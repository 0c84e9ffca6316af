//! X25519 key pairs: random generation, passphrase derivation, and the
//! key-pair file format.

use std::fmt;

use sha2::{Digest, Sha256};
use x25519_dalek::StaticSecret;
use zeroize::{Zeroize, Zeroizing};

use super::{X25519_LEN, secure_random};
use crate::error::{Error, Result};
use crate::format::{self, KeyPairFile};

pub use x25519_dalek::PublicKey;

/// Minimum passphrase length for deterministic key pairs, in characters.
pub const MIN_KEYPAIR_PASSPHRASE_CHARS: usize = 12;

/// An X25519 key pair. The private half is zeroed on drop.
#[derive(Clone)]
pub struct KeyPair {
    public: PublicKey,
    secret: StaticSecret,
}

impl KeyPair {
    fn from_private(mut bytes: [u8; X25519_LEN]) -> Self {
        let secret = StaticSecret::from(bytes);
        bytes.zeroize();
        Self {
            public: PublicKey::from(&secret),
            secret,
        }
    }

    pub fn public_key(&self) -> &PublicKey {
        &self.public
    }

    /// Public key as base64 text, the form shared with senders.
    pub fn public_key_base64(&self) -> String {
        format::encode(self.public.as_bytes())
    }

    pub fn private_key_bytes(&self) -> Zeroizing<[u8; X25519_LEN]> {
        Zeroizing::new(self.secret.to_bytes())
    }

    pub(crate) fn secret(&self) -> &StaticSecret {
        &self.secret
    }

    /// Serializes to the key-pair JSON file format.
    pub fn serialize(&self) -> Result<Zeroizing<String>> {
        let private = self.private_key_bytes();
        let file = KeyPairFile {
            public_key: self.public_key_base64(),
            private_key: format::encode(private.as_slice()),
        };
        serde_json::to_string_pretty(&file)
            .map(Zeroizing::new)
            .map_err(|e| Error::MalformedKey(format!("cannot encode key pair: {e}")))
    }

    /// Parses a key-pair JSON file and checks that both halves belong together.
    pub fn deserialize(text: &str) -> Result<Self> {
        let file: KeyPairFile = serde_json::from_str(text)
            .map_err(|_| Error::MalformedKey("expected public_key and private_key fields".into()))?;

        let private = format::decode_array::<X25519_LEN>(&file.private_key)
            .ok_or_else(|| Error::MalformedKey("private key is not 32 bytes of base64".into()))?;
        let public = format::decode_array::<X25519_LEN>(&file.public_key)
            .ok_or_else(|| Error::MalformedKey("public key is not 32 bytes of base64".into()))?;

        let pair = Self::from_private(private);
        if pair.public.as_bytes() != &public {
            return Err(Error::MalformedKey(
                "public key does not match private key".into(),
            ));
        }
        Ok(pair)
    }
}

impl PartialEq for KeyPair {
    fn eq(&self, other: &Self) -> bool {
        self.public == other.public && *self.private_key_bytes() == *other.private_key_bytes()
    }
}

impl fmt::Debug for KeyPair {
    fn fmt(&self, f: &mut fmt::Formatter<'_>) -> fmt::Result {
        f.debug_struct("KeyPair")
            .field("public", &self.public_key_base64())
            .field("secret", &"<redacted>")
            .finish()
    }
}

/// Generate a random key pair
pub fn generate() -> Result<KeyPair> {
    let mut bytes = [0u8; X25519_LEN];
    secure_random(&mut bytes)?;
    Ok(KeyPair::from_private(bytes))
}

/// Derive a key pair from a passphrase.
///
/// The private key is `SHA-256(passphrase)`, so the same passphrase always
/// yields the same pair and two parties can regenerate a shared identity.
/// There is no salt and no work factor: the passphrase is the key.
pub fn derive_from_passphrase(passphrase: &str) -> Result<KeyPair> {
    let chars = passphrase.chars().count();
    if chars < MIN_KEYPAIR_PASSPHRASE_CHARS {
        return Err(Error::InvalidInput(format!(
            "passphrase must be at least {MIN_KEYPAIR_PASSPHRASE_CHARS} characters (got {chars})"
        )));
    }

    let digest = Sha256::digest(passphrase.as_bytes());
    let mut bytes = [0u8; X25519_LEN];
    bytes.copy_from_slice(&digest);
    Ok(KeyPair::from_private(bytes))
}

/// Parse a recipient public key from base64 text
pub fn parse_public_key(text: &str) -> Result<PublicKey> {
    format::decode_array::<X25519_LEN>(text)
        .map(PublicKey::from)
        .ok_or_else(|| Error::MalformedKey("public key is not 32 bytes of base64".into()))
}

---

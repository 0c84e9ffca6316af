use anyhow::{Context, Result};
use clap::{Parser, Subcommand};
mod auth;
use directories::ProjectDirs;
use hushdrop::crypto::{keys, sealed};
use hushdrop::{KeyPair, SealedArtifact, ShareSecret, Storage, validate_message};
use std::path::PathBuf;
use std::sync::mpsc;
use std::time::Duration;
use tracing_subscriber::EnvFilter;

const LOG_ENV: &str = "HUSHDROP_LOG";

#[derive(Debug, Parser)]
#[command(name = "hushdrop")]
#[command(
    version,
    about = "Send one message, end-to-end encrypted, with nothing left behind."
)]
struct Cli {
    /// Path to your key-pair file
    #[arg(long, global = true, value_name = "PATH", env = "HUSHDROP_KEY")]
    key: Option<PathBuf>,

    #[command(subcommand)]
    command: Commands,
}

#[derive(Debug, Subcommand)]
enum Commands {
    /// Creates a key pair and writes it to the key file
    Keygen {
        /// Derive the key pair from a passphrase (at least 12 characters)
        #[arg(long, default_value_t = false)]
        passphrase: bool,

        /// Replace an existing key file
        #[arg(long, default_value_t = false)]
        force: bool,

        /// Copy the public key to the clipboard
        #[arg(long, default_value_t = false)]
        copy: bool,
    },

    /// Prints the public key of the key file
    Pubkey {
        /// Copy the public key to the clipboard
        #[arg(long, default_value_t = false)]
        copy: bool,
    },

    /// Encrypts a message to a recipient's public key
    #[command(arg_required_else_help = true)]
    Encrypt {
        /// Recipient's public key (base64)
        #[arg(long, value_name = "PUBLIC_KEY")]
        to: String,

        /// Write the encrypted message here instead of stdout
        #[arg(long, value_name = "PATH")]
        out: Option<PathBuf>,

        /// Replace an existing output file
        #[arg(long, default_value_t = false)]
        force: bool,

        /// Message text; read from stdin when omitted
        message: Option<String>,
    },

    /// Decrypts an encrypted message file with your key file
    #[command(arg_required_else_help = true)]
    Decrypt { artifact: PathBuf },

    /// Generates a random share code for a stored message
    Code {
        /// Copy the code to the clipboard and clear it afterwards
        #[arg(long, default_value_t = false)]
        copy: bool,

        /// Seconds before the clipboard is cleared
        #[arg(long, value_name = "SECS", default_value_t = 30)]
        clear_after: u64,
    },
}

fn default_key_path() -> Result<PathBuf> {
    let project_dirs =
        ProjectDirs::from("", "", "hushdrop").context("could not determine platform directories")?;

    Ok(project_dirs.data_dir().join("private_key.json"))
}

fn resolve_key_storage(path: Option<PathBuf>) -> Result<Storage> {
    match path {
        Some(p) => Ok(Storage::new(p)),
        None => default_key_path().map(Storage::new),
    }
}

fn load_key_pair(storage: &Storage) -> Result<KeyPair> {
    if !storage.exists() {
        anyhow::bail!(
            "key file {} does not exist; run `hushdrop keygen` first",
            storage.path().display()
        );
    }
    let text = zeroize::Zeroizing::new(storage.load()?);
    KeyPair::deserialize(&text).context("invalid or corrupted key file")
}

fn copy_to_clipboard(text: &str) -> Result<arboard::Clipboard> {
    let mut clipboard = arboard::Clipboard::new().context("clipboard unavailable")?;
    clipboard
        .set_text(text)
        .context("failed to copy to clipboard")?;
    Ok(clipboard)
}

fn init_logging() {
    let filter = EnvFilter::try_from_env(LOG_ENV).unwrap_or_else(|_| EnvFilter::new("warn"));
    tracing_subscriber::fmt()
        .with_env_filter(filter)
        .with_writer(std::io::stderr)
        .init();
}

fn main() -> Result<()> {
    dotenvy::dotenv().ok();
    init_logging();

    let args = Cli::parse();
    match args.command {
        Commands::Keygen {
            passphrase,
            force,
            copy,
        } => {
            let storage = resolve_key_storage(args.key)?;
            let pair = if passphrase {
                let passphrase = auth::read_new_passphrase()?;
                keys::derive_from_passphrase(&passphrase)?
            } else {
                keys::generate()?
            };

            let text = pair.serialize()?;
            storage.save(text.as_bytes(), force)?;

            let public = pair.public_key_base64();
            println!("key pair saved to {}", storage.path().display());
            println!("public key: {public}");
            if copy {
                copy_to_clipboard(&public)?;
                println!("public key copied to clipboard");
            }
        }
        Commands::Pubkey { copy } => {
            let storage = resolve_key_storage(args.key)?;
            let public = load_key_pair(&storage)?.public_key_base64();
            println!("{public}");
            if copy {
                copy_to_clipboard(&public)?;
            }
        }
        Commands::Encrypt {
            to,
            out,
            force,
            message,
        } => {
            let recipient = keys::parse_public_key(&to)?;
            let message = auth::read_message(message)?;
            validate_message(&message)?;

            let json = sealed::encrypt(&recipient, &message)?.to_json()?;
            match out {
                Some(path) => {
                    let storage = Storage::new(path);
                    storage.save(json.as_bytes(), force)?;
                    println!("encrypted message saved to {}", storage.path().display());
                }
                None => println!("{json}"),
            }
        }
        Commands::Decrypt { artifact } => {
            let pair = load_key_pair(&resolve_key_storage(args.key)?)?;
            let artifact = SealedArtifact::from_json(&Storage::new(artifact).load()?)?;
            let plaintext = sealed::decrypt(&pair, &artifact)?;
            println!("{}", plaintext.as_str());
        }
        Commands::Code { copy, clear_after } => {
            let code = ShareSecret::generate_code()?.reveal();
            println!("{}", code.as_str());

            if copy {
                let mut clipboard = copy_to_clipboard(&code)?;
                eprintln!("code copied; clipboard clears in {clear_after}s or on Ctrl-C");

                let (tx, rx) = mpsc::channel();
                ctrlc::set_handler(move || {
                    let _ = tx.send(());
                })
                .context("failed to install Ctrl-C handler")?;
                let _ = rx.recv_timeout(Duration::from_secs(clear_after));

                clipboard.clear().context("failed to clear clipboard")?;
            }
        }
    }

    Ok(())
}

---

Work item ▸ Determine how many lines of this listing contain "PathBuf", and give only the number.

Solution for this problem ▸ 6